Em relação aos textos que é obrigado a ler, os quais fazem parte de sua rotina como livreiro e presidente de uma associação de classe, João costuma se concentrar intensamente, estar muito atento aos detalhes. Já quando encontra tempo para a literatura ou leitura de textos de caráter mais pessoal, dá preferência por aqueles menos complexos, que proporcionem maior envolvimento emocional, e por isso ele se dá ao direito de relê-los, inclusive mais de uma vez, se for o caso.
– Parafraseando Ariano Suassuna, eu não tenho o hábito da leitura: tenho paixão por ela.
Normalmente ávido, assim como muitos apaixonados por esta arte, Carneiro confessa que não raras vezes prorroga ao máximo o término da leitura de uma obra, naqueles casos em que a mesma o está agradando de forma especial.
Relação pessoal – O envolvimento de João Carneiro com a Feira começou antes mesmo de sua entrada na Câmara Rio-Grandense do Livro. Para o presidente da CRL, uma mudança de qualidade aconteceu quando ele ingressou na Faculdade de Filosofia da Universidade Federal do Rio Grande do Sul (UFRGS). Ele relembra que vinha ao evento na busca de livros a preços acessíveis, e foi neste período que começou a montar sua biblioteca. Fã de saldos e das caixas de promoções, Carneiro sempre voltava para casa com muitas obras de qualidade. O momento que lembra com maior saudosismo é o da compra de A História da Filosofia Medieval.
– Foi o primeiro livro caro que adquiri – relembra Carneiro, na época estudante universitário e professor do Ensino Médio.
Sai o leitor, entra o presidente – Quando o rumo da conversa se volta para sua atuação à frente da Câmara Rio-Grandense do Livro, o presidente faz questão de enfatizar que durante todo o ano a entidade estabelece parcerias e participa de eventos diversos, ações que sempre têm como objetivo colaborar para a qualificação e a ampliação da Feira.
– Como em minha gestão umas das diretrizes é a defesa da leitura como forma de inclusão, nada melhor que o crescimento contínuo da Feira, que só beneficia e estimula os não-leitores.
João Carneiro destaca que o evento e os livreiros têm sofrido, nos últimos anos, com a concorrência das lojas ponto.com.
– Essas lojas usam algumas obras mais populares como chamariz para o consumo também de outros artigos.

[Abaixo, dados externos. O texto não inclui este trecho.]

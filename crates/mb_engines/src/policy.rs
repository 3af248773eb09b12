#![forbid(unsafe_code)]

use std::env;

pub const DAY_MS: u64 = 24 * 60 * 60 * 1000;
pub const MINUTE_MS: u64 = 60 * 1000;

/// Timing knobs shared by every context taking part in attribution recovery.
#[derive(Debug, Clone, Copy, PartialEq, Eq)]
pub struct AttributionPolicy {
    /// Landing and background-held attribution older than this is discarded.
    pub retention_ms: u64,
    /// An install intent corroborates a fingerprint match only while younger than this.
    pub install_intent_window_ms: u64,
    /// Upper bound on a cross-context request/response exchange.
    pub message_timeout_ms: u64,
}

impl AttributionPolicy {
    pub fn mvp_v1() -> Self {
        Self {
            retention_ms: 30 * DAY_MS,
            install_intent_window_ms: 30 * MINUTE_MS,
            message_timeout_ms: 1_000,
        }
    }

    /// Reads overrides from the environment; out-of-range or unparsable values keep the
    /// `mvp_v1` default.
    pub fn from_env() -> Self {
        Self::from_lookup(|key| env::var(key).ok())
    }

    pub fn from_lookup<F>(lookup: F) -> Self
    where
        F: Fn(&str) -> Option<String>,
    {
        let defaults = Self::mvp_v1();
        let bounded = |key: &str, min: u64, max: u64| {
            lookup(key)
                .and_then(|v| v.trim().parse::<u64>().ok())
                .filter(|v| (min..=max).contains(v))
        };
        Self {
            retention_ms: bounded("MB_ATTRIBUTION_RETENTION_DAYS", 1, 365)
                .map(|days| days * DAY_MS)
                .unwrap_or(defaults.retention_ms),
            install_intent_window_ms: bounded("MB_INSTALL_INTENT_WINDOW_MINUTES", 1, 1_440)
                .map(|minutes| minutes * MINUTE_MS)
                .unwrap_or(defaults.install_intent_window_ms),
            message_timeout_ms: bounded("MB_CONTEXT_MESSAGE_TIMEOUT_MS", 50, 10_000)
                .unwrap_or(defaults.message_timeout_ms),
        }
    }
}

impl Default for AttributionPolicy {
    fn default() -> Self {
        Self::mvp_v1()
    }
}

#[cfg(test)]
mod tests {
    use super::*;

    #[test]
    fn at_policy_01_defaults_match_mvp_windows() {
        let policy = AttributionPolicy::mvp_v1();
        assert_eq!(policy.retention_ms, 2_592_000_000);
        assert_eq!(policy.install_intent_window_ms, 1_800_000);
        assert_eq!(policy.message_timeout_ms, 1_000);
        assert_eq!(AttributionPolicy::from_lookup(|_| None), policy);
    }

    #[test]
    fn at_policy_02_overrides_apply_within_bounds_only() {
        let policy = AttributionPolicy::from_lookup(|key| match key {
            "MB_ATTRIBUTION_RETENTION_DAYS" => Some("7".to_string()),
            "MB_INSTALL_INTENT_WINDOW_MINUTES" => Some("99999".to_string()),
            "MB_CONTEXT_MESSAGE_TIMEOUT_MS" => Some("not-a-number".to_string()),
            _ => None,
        });
        assert_eq!(policy.retention_ms, 7 * DAY_MS);
        assert_eq!(policy.install_intent_window_ms, 30 * MINUTE_MS);
        assert_eq!(policy.message_timeout_ms, 1_000);
    }
}
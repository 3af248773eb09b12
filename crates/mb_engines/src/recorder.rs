#![forbid(unsafe_code)]

use mb_kernel_contracts::attribution::{
    AttributionRecord, ReferralCode, TrafficChannel, TrafficSource, UtmParams,
};
use mb_kernel_contracts::identity::ResolvedIdentity;
use mb_kernel_contracts::transport::{query_params, REFERRAL_COOKIE_NAME};
use mb_kernel_contracts::{storage_keys, UnixTimeMs};
use mb_storage::cookie::domain_matches;
use mb_storage::{read_stamped, write_stamped, CookieJar, KeyValueBackend, SameSite, SetCookie, Stamped};
use tracing::{debug, info, warn};
use url::Url;

use crate::policy::AttributionPolicy;

/// Referrer hosts with a known channel: (registrable domain, reported source, channel).
const KNOWN_REFERRERS: &[(&str, &str, TrafficChannel)] = &[
    ("google.com", "google", TrafficChannel::Organic),
    ("bing.com", "bing", TrafficChannel::Organic),
    ("duckduckgo.com", "duckduckgo", TrafficChannel::Organic),
    ("reddit.com", "reddit", TrafficChannel::Social),
    ("twitter.com", "twitter", TrafficChannel::Social),
    ("x.com", "twitter", TrafficChannel::Social),
    ("t.co", "twitter", TrafficChannel::Social),
    ("facebook.com", "facebook", TrafficChannel::Social),
    ("youtube.com", "youtube", TrafficChannel::Video),
];

/// One page load as seen by a page context.
#[derive(Debug, Clone, PartialEq, Eq)]
pub struct PageVisit {
    pub url: Url,
    pub referrer: Option<String>,
}

impl PageVisit {
    pub fn parse(url: &str, referrer: Option<&str>) -> Result<Self, url::ParseError> {
        Ok(Self {
            url: Url::parse(url)?,
            referrer: referrer
                .map(str::trim)
                .filter(|r| !r.is_empty())
                .map(str::to_string),
        })
    }

    pub fn host(&self) -> &str {
        self.url.host_str().unwrap_or_default()
    }

    /// First value of `name` in the query string.
    pub fn query(&self, name: &str) -> Option<String> {
        self.url
            .query_pairs()
            .find(|(k, _)| k == name)
            .map(|(_, v)| v.into_owned())
    }

    pub fn utm(&self) -> UtmParams {
        let pairs: Vec<(String, String)> = self
            .url
            .query_pairs()
            .map(|(k, v)| (k.into_owned(), v.into_owned()))
            .collect();
        UtmParams::from_pairs(pairs.iter().map(|(k, v)| (k.as_str(), v.as_str())))
    }

    /// The referrer, unless it points back at this site.
    pub fn external_referrer(&self) -> Option<&str> {
        let referrer = self.referrer.as_deref()?;
        let same_site = Url::parse(referrer)
            .ok()
            .and_then(|r| r.host_str().map(str::to_ascii_lowercase))
            .is_some_and(|h| h == self.host().to_ascii_lowercase());
        (!same_site).then_some(referrer)
    }
}

#[derive(Debug, Clone, PartialEq, Eq)]
pub enum RecordOutcome {
    Recorded(AttributionRecord),
    /// No UTM field and no external referrer; the stored record is untouched.
    NotAttributable,
    /// Attributable, but the medium refused the write.
    NotPersisted(AttributionRecord),
}

/// Captures landing attribution on page loads and serves it back within the retention
/// window.
#[derive(Debug, Clone, Copy)]
pub struct AttributionRecorder {
    policy: AttributionPolicy,
}

impl AttributionRecorder {
    pub fn new(policy: AttributionPolicy) -> Self {
        Self { policy }
    }

    /// Writes the visit's attribution under the landing key when it carries any signal.
    /// A visit without signal never overwrites an earlier record.
    pub fn record_if_attributable<B>(
        &self,
        backend: &mut B,
        visit: &PageVisit,
        identity: &ResolvedIdentity,
        now: UnixTimeMs,
    ) -> RecordOutcome
    where
        B: KeyValueBackend + ?Sized,
    {
        let utm = visit.utm();
        let referrer = visit.external_referrer().map(str::to_string);
        let record = AttributionRecord {
            traffic_source: Some(classify_traffic(&utm, referrer.as_deref())),
            referral_code: visit
                .query(query_params::REFERRAL)
                .and_then(|code| ReferralCode::parse(code).ok())
                .map(|code| code.as_str().to_string()),
            utm,
            referrer,
            landing_page: Some(visit.url.path().to_string()),
            captured_at: now,
            fingerprint: Some(identity.device_id.clone()),
            user_id: Some(identity.user_id.clone()),
            ..AttributionRecord::default()
        };
        if !record.has_signal() {
            debug!(page = %visit.url, "visit carries no attribution signal");
            return RecordOutcome::NotAttributable;
        }
        match write_stamped(backend, storage_keys::LANDING_ATTRIBUTION, &record, now) {
            Ok(()) => {
                info!(
                    source = record.traffic_source.as_ref().map(|t| t.source.as_str()).unwrap_or_default(),
                    "landing attribution recorded"
                );
                RecordOutcome::Recorded(record)
            }
            Err(err) => {
                warn!(medium = %backend.medium(), error = %err, "landing attribution not persisted");
                RecordOutcome::NotPersisted(record)
            }
        }
    }

    /// The stored landing record, or `None` when absent, corrupt or older than the
    /// retention window. Expired records are removed.
    pub fn load_landing<B>(&self, backend: &mut B, now: UnixTimeMs) -> Option<AttributionRecord>
    where
        B: KeyValueBackend + ?Sized,
    {
        let stamped: Stamped<AttributionRecord> =
            read_stamped(&*backend, storage_keys::LANDING_ATTRIBUTION)?;
        if stamped.value.is_expired(now, self.policy.retention_ms) {
            debug!(age_ms = stamped.age_ms(now), "landing attribution expired");
            if let Err(err) = backend.remove(storage_keys::LANDING_ATTRIBUTION) {
                warn!(medium = %backend.medium(), error = %err, "expired attribution not removed");
            }
            return None;
        }
        Some(stamped.value)
    }

    /// Stores a valid `ref` query parameter in page storage and in a 30 day cookie on the
    /// visited host. Invalid codes are ignored.
    pub fn capture_referral<B>(
        &self,
        backend: &mut B,
        cookies: &CookieJar,
        visit: &PageVisit,
        now: UnixTimeMs,
    ) -> Option<ReferralCode>
    where
        B: KeyValueBackend + ?Sized,
    {
        let raw = visit.query(query_params::REFERRAL)?;
        let code = match ReferralCode::parse(raw) {
            Ok(code) => code,
            Err(err) => {
                debug!(error = %err, "ignoring invalid referral code");
                return None;
            }
        };
        if let Err(err) = write_stamped(backend, storage_keys::REFERRAL_CODE, &code, now) {
            warn!(medium = %backend.medium(), error = %err, "referral code not stored");
        }
        let cookie = SetCookie::new(REFERRAL_COOKIE_NAME, code.as_str())
            .max_age_secs(self.policy.retention_ms / 1_000)
            .same_site(SameSite::Lax);
        if let Err(err) = cookies.set(visit.host(), cookie, now) {
            warn!(error = %err, "referral cookie not set");
        }
        Some(code)
    }
}

/// Reporting label: UTM source wins, then well-known referrer hosts, then the referrer
/// host itself; no referrer at all is direct traffic.
pub fn classify_traffic(utm: &UtmParams, referrer: Option<&str>) -> TrafficSource {
    if let Some(source) = utm.utm_source.as_deref() {
        return TrafficSource {
            source: source.to_string(),
            channel: TrafficChannel::Campaign,
        };
    }
    let Some(referrer) = referrer.filter(|r| !r.trim().is_empty()) else {
        return TrafficSource {
            source: "direct".to_string(),
            channel: TrafficChannel::Direct,
        };
    };
    let Some(host) = Url::parse(referrer)
        .ok()
        .and_then(|u| u.host_str().map(str::to_ascii_lowercase))
    else {
        return TrafficSource {
            source: "unknown".to_string(),
            channel: TrafficChannel::Unknown,
        };
    };
    for (domain, source, channel) in KNOWN_REFERRERS {
        if domain_matches(&host, domain) {
            return TrafficSource {
                source: source.to_string(),
                channel: *channel,
            };
        }
    }
    TrafficSource {
        source: host.trim_start_matches("www.").to_string(),
        channel: TrafficChannel::Referral,
    }
}
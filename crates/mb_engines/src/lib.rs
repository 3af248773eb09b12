#![forbid(unsafe_code)]

pub mod analytics;
pub mod fingerprint;
pub mod identifier;
pub mod policy;
pub mod recorder;
pub mod transport;

pub use analytics::{AnalyticsClient, AnalyticsConfig, DeliveryError, DeliveryMode, EventSink};
pub use fingerprint::{EnvironmentReadError, EnvironmentSource, FingerprintGenerator, StaticEnvironment};
pub use identifier::{IdentifierOrigin, IdentifierResolution, IdentifierStore};
pub use policy::AttributionPolicy;
pub use recorder::{classify_traffic, AttributionRecorder, PageVisit, RecordOutcome};
pub use transport::{AttributionTransport, InstallClick, TransportDecodeError, UrlHandoff};

use std::time::{SystemTime, UNIX_EPOCH};

use mb_kernel_contracts::UnixTimeMs;

/// Current wall-clock time; a clock before the epoch reads as zero.
pub fn now_unix_ms() -> UnixTimeMs {
    let ms = SystemTime::now()
        .duration_since(UNIX_EPOCH)
        .map(|d| d.as_millis())
        .unwrap_or(0);
    UnixTimeMs(u64::try_from(ms).unwrap_or(u64::MAX))
}
#![forbid(unsafe_code)]

use serde::{Deserialize, Serialize};
use serde_json::{Map, Value};

pub const IDENTIFY_EVENT_TYPE: &str = "$identify";
pub const SESSION_BUCKET_MS: u64 = 30 * 60 * 1000;

/// One event in the ingestion endpoint's fixed schema.
#[derive(Debug, Clone, PartialEq, Serialize, Deserialize)]
pub struct AnalyticsEvent {
    pub user_id: String,
    pub device_id: String,
    pub session_id: u64,
    pub event_type: String,
    pub event_properties: Map<String, Value>,
    #[serde(default, skip_serializing_if = "Option::is_none")]
    pub user_properties: Option<Map<String, Value>>,
    pub time: u64,
    #[serde(default, skip_serializing_if = "Option::is_none")]
    pub platform: Option<String>,
    #[serde(default, skip_serializing_if = "Option::is_none")]
    pub insert_id: Option<String>,
}

/// Request body of the JSON event-ingestion endpoint.
#[derive(Debug, Clone, PartialEq, Serialize, Deserialize)]
pub struct IngestionBatch {
    pub api_key: String,
    pub events: Vec<AnalyticsEvent>,
}

/// Session ids are the event time floored to a 30-minute bucket.
pub const fn session_id_for(now_ms: u64) -> u64 {
    now_ms - (now_ms % SESSION_BUCKET_MS)
}
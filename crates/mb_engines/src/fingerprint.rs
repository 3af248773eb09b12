#![forbid(unsafe_code)]

use mb_kernel_contracts::fingerprint::{
    DeviceFingerprint, EnvironmentAttributes, FINGERPRINT_ATTRIBUTE_ORDER,
};
use mb_kernel_contracts::UnixTimeMs;
use serde_json::Value;
use tracing::{debug, warn};

#[derive(Debug, Clone, PartialEq, Eq, thiserror::Error)]
pub enum EnvironmentReadError {
    #[error("environment capability unavailable: {0}")]
    Unavailable(&'static str),
    #[error("environment probe failed: {0}")]
    Probe(String),
}

/// Where a context reads its environment attributes from.
pub trait EnvironmentSource {
    fn read_attributes(&self) -> Result<EnvironmentAttributes, EnvironmentReadError>;
}

/// Attributes captured ahead of time, e.g. reported by the page alongside a message.
#[derive(Debug, Clone, Default, PartialEq, Eq)]
pub struct StaticEnvironment(pub EnvironmentAttributes);

impl EnvironmentSource for StaticEnvironment {
    fn read_attributes(&self) -> Result<EnvironmentAttributes, EnvironmentReadError> {
        Ok(self.0.clone())
    }
}

impl<E: EnvironmentSource + ?Sized> EnvironmentSource for &E {
    fn read_attributes(&self) -> Result<EnvironmentAttributes, EnvironmentReadError> {
        (**self).read_attributes()
    }
}

pub struct FingerprintGenerator;

impl FingerprintGenerator {
    /// Derives the device fingerprint for the current environment. Never fails: an
    /// unreadable environment yields `fp_fallback_<base36(now)>`.
    pub fn generate<E>(source: &E, now: UnixTimeMs) -> DeviceFingerprint
    where
        E: EnvironmentSource + ?Sized,
    {
        match source.read_attributes() {
            Ok(attrs) => {
                let fp = Self::from_attributes(&attrs);
                debug!(fingerprint = %fp, "fingerprint derived");
                fp
            }
            Err(err) => {
                let fp = DeviceFingerprint::fallback_at(now);
                warn!(error = %err, fingerprint = %fp, "environment unreadable, using fallback fingerprint");
                fp
            }
        }
    }

    pub fn from_attributes(attrs: &EnvironmentAttributes) -> DeviceFingerprint {
        let (h1, h2) = dual_hash(&canonical_attribute_string(attrs));
        DeviceFingerprint::from_hashes(h1, h2)
    }
}

/// JSON object of the canonical attributes, keys in `FINGERPRINT_ATTRIBUTE_ORDER`, no
/// whitespace. Attributes the host does not expose and that have no default are omitted.
pub fn canonical_attribute_string(attrs: &EnvironmentAttributes) -> String {
    let mut out = String::from("{");
    for key in FINGERPRINT_ATTRIBUTE_ORDER {
        let Some(value) = attribute_value(attrs, key) else {
            continue;
        };
        if out.len() > 1 {
            out.push(',');
        }
        out.push_str(&Value::String(key.to_string()).to_string());
        out.push(':');
        out.push_str(&value.to_string());
    }
    out.push('}');
    out
}

fn attribute_value(attrs: &EnvironmentAttributes, key: &str) -> Option<Value> {
    let text = |v: &str| Value::String(v.to_string());
    match key {
        "cookieEnabled" => attrs.cookie_enabled.map(Value::Bool),
        "doNotTrack" => Some(text(attrs.effective_do_not_track())),
        "hardwareConcurrency" => Some(Value::from(attrs.effective_hardware_concurrency())),
        "language" => attrs.language.as_deref().map(text),
        "languages" => attrs.effective_languages().map(Value::String),
        "maxTouchPoints" => Some(Value::from(attrs.effective_max_touch_points())),
        "platform" => attrs.platform.as_deref().map(text),
        "productSub" => Some(text(attrs.effective_product_sub())),
        "timezone" => attrs.timezone.as_deref().map(text),
        "vendor" => attrs.vendor.as_deref().map(text),
        "vendorSub" => Some(text(attrs.effective_vendor_sub())),
        "webdriver" => Some(Value::Bool(attrs.effective_webdriver())),
        _ => None,
    }
}

/// Two 32-bit rolling hashes over UTF-16 code units with wrapping arithmetic:
/// `h = h*31 + c` seeded with 0 and `h = h*33 + c` seeded with 5381.
pub fn dual_hash(input: &str) -> (i32, i32) {
    let mut h1: i32 = 0;
    let mut h2: i32 = 5381;
    for unit in input.encode_utf16() {
        let c = i32::from(unit);
        h1 = h1.wrapping_shl(5).wrapping_sub(h1).wrapping_add(c);
        h2 = h2.wrapping_shl(5).wrapping_add(h2).wrapping_add(c);
    }
    (h1, h2)
}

Isso, além de limitar a área de visão daquele que pode se tornar um leitor, também prejudica financeiramente as pequenas empresas – lamenta Carneiro.
Em contrapartida, o presidente da CRL considera que a Feira se diferencia como espaço privilegiado, onde é possível que cada um encontre, de acordo com a sua perspectiva, a melhor literatura.
– A Feira vem mudando, e para melhor, em diversos aspectos. Ainda tenho na memória, por exemplo, a imagem da abertura quando o Caio Fernando Abreu foi Patrono. Não tínhamos na época cobertura, e chovia tanto que a plateia formava um mar de guarda-chuvas – enfatiza.
Quanto à 55ª edição, o presidente da CRL é econômico, mas enfático quando perguntado sobre o que aconteceu de melhor: a diversidade e a inclusão.
Balanço da gestão – Os dois últimos anos foram bastante intensos na vida do presidente da Câmara Rio-Grandense do Livro. Neste período, o principal objetivo de João Carneiro foi buscar a profissionalização do mercado. Ao fim de seu mandato, ele comemora conquistas como a ampliação e participação crescente da entidade na defesa dos interesses do mercado editorial, de um lado, e da leitura como política pública, de outro.
– Conseguimos avançar em muitas parcerias, tanto na iniciativa privada quando na área pública – reforça.
Independente das conquistas alcançadas no período, o presidente da CRL enfatiza que será muito importante que a próxima administração dê seguimento ao projeto de profissionalização crescente do setor.